Extract the lines from the first line of the records below through the line containing "and confirmation options.", inclusive, and reproduce them exactly as written.

##### Exercise data

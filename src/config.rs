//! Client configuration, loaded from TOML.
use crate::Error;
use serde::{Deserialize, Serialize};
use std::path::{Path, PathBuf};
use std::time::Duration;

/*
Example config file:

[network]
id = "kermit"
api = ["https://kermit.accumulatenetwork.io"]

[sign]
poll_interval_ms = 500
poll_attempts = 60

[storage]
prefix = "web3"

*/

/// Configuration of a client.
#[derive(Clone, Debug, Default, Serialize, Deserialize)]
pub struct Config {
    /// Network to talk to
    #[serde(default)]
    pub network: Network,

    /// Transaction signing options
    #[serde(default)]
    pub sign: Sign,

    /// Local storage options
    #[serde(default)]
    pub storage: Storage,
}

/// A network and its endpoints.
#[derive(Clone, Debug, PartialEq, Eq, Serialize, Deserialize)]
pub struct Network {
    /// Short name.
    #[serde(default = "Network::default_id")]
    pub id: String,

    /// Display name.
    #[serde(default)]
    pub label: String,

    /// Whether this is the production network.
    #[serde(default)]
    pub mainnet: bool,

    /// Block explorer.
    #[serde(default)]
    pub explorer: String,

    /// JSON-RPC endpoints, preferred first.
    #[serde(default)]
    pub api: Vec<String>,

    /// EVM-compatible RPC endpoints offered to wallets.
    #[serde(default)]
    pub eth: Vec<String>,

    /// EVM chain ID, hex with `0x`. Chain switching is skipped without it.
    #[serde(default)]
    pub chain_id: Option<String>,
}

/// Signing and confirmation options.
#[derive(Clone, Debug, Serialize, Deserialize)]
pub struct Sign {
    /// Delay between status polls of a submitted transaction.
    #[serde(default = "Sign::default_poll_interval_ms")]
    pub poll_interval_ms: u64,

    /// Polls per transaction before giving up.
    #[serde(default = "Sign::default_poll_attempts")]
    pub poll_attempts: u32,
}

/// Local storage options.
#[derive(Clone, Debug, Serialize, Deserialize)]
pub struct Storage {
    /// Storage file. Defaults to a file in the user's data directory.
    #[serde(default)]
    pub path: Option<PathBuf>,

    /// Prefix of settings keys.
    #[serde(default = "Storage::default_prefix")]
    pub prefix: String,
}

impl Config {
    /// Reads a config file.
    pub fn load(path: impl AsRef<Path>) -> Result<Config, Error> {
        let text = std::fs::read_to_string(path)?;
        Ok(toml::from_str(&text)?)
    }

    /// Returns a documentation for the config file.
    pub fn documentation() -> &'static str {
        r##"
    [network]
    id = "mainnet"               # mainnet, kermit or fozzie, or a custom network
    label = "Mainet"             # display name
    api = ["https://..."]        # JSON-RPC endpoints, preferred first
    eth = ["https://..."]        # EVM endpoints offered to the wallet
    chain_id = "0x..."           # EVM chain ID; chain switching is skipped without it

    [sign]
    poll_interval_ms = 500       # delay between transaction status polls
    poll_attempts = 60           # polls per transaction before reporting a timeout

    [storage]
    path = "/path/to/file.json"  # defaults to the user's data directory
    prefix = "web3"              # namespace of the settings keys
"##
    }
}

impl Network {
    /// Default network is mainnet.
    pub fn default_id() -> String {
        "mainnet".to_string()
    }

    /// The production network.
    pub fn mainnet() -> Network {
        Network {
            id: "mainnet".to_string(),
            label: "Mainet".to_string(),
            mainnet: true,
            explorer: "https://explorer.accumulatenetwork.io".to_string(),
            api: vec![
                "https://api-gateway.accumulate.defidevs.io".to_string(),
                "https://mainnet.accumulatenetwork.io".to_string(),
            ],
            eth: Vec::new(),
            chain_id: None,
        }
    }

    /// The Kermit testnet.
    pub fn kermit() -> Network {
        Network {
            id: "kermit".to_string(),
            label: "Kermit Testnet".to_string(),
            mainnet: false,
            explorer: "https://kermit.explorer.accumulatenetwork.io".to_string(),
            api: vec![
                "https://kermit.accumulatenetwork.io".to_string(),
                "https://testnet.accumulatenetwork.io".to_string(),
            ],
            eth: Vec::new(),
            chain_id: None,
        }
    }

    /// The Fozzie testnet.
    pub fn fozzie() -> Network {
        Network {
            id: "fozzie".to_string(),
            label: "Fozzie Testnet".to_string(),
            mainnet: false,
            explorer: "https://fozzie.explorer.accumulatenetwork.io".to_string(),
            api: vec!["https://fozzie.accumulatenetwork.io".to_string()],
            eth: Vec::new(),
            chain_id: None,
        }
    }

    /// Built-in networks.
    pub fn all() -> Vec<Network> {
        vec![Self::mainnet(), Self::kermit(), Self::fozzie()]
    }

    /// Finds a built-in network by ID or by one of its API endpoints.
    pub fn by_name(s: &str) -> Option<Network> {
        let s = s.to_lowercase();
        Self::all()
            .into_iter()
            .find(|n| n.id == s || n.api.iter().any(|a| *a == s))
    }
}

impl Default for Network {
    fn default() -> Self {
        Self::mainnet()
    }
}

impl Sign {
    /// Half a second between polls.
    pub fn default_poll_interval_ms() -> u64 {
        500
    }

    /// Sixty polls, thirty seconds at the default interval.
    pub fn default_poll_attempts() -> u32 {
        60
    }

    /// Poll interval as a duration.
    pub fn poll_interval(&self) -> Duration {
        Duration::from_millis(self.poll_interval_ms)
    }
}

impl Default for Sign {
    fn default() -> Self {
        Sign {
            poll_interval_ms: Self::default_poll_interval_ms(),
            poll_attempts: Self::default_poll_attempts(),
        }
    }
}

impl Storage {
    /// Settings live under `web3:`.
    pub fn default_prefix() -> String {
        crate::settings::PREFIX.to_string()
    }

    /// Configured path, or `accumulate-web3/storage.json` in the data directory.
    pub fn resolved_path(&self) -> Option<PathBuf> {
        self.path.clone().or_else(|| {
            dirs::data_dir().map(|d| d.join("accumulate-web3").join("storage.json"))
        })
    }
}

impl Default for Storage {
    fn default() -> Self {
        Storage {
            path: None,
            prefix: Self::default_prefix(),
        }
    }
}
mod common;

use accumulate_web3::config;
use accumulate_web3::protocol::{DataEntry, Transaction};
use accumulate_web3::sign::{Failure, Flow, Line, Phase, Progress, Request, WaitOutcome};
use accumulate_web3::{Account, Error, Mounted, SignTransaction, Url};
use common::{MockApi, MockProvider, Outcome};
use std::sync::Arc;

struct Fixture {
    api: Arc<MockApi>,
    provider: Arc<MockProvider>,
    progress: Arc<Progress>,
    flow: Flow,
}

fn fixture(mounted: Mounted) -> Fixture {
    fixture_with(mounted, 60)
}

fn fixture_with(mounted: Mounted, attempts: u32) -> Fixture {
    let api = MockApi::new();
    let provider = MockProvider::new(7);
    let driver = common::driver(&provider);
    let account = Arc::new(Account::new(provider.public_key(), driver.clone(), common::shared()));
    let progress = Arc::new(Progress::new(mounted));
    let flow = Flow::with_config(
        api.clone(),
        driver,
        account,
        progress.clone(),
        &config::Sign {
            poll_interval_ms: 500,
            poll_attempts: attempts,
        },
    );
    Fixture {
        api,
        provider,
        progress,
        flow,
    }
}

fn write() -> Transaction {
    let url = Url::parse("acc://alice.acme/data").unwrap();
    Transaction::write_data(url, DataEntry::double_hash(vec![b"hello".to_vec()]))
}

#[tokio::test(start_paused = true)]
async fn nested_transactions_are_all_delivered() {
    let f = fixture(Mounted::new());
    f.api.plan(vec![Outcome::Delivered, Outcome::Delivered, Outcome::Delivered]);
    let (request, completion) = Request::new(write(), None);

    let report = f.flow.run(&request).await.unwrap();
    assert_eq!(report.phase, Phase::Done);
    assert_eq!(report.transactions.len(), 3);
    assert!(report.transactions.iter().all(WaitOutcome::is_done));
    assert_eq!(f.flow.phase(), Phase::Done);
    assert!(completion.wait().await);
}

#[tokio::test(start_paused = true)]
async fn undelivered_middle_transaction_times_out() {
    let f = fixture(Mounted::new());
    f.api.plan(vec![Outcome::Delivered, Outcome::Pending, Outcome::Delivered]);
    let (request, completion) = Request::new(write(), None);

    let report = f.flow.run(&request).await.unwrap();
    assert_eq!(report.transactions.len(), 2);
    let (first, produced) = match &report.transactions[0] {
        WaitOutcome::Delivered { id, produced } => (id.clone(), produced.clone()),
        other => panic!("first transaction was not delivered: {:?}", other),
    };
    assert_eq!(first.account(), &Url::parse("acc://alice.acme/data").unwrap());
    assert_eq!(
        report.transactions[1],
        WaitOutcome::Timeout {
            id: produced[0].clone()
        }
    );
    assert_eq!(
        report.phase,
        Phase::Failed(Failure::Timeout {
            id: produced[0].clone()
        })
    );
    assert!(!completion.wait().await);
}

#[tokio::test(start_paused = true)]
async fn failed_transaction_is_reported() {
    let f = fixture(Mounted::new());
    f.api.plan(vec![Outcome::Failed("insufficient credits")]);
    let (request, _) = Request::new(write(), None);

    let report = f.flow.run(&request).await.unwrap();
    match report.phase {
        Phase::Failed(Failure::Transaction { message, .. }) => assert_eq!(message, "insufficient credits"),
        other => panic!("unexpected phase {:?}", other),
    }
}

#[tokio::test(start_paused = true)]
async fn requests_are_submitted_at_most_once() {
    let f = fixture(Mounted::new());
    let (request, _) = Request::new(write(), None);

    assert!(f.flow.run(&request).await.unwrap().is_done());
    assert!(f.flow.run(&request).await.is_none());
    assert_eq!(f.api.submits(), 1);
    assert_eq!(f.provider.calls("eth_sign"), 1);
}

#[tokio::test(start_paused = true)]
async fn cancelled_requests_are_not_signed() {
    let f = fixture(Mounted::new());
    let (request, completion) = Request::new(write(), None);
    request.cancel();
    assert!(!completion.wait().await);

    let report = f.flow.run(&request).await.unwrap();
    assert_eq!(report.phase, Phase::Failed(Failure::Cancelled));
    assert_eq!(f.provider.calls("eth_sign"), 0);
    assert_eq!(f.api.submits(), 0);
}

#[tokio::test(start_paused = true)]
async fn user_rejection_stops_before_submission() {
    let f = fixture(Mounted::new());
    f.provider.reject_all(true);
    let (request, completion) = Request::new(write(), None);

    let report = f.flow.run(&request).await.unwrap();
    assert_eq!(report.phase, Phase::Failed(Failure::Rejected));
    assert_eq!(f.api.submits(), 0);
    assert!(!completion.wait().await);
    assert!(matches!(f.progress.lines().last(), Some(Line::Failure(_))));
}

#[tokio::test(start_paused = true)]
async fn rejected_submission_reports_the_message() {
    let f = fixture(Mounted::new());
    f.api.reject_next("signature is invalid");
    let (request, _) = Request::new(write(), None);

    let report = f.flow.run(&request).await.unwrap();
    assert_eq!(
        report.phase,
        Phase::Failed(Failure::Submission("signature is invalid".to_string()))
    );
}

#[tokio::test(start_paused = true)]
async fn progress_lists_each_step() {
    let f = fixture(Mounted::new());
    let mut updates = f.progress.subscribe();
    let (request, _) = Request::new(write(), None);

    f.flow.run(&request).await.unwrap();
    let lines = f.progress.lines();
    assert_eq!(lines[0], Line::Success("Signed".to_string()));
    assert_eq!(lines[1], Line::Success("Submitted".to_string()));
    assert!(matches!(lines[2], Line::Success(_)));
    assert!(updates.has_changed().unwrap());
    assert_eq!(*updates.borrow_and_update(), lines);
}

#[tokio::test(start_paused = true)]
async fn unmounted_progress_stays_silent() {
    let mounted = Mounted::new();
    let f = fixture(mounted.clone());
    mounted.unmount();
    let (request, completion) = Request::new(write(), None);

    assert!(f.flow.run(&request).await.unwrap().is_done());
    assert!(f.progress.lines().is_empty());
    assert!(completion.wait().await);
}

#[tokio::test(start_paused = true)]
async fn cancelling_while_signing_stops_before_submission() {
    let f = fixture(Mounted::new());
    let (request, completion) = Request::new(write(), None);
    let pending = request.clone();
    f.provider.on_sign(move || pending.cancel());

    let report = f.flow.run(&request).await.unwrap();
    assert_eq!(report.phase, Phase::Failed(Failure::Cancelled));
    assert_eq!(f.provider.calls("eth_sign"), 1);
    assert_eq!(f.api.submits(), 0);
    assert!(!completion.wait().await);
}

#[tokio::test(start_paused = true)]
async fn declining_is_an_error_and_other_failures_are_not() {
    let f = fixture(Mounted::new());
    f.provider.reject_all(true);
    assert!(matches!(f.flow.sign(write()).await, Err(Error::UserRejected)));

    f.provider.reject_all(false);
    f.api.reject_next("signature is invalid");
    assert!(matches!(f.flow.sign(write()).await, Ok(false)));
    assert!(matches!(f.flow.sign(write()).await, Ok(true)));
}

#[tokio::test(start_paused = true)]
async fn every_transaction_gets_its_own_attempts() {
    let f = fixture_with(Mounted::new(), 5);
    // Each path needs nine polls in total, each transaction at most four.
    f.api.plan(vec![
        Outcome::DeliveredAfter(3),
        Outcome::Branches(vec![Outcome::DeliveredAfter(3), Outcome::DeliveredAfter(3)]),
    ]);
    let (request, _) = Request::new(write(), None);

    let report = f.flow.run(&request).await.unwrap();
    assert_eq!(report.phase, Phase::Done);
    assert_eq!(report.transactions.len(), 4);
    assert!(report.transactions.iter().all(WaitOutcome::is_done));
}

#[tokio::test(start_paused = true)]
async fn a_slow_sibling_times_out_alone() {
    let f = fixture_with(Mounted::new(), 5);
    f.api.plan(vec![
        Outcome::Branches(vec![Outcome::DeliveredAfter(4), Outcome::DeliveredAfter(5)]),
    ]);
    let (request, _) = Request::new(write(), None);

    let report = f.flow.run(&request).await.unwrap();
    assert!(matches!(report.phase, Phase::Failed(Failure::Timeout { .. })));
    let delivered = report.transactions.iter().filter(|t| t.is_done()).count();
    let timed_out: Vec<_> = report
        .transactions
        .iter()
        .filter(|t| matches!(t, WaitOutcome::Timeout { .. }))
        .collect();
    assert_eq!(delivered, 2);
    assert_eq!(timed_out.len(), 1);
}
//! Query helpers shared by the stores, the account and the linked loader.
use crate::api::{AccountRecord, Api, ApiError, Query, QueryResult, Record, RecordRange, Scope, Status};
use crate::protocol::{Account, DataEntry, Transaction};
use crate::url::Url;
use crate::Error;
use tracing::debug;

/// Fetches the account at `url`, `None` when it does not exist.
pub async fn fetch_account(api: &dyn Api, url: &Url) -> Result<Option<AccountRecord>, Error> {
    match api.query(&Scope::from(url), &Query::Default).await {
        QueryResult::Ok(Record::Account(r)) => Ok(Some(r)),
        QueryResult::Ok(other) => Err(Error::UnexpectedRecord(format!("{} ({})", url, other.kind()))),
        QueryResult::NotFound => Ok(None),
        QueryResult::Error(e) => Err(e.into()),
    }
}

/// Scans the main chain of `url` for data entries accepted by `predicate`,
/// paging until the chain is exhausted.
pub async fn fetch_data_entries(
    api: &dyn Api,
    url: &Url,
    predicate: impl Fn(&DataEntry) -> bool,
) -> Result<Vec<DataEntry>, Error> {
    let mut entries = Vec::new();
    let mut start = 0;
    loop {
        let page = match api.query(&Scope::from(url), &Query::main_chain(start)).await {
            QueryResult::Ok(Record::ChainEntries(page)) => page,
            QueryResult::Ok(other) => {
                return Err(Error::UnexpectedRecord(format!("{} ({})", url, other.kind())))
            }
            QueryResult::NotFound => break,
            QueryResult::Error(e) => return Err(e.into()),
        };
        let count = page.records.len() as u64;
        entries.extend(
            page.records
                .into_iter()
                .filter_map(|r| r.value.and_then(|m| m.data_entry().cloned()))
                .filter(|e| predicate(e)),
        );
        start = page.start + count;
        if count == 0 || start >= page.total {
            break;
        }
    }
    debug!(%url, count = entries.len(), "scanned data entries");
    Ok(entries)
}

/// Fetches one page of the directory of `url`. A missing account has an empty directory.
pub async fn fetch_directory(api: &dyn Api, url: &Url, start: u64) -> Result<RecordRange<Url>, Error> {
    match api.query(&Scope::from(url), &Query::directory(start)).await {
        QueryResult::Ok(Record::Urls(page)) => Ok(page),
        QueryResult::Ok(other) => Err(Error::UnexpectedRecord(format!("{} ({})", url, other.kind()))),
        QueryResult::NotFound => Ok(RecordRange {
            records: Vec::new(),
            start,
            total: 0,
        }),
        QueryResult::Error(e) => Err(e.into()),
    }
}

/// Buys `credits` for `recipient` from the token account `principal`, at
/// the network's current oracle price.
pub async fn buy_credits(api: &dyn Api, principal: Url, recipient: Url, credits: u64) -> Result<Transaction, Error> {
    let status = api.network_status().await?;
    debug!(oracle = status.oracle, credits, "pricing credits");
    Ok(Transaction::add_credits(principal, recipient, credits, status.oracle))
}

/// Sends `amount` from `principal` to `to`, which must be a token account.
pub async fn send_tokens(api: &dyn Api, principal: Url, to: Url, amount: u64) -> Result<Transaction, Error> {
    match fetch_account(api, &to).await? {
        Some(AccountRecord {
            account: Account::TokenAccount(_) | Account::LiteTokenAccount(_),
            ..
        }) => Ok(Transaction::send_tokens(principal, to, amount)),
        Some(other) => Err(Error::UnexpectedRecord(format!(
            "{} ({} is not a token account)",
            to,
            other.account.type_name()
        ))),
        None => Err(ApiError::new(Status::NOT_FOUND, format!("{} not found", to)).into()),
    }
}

##########

**Response to the task**
filename src/config.rs
//! Client configuration, loaded from TOML.
use crate::Error;
use serde::{Deserialize, Serialize};
use std::path::{Path, PathBuf};
use std::time::Duration;

/*
Example config file:

[network]
id = "kermit"
api = ["https://kermit.accumulatenetwork.io"]

[sign]
poll_interval_ms = 500
poll_attempts = 60

[storage]
prefix = "web3"

*/

/// Configuration of a client.
#[derive(Clone, Debug, Default, Serialize, Deserialize)]
pub struct Config {
    /// Network to talk to
    #[serde(default)]
    pub network: Network,

    /// Transaction signing options
    #[serde(default)]
    pub sign: Sign,

    /// Local storage options
    #[serde(default)]
    pub storage: Storage,
}

/// A network and its endpoints.
#[derive(Clone, Debug, PartialEq, Eq, Serialize, Deserialize)]
pub struct Network {
    /// Short name.
    #[serde(default = "Network::default_id")]
    pub id: String,

    /// Display name.
    #[serde(default)]
    pub label: String,

    /// Whether this is the production network.
    #[serde(default)]
    pub mainnet: bool,

    /// Block explorer.
    #[serde(default)]
    pub explorer: String,

    /// JSON-RPC endpoints, preferred first.
    #[serde(default)]
    pub api: Vec<String>,

    /// EVM-compatible RPC endpoints offered to wallets.
    #[serde(default)]
    pub eth: Vec<String>,

    /// EVM chain ID, hex with `0x`. Chain switching is skipped without it.
    #[serde(default)]
    pub chain_id: Option<String>,
}

/// Signing and confirmation options.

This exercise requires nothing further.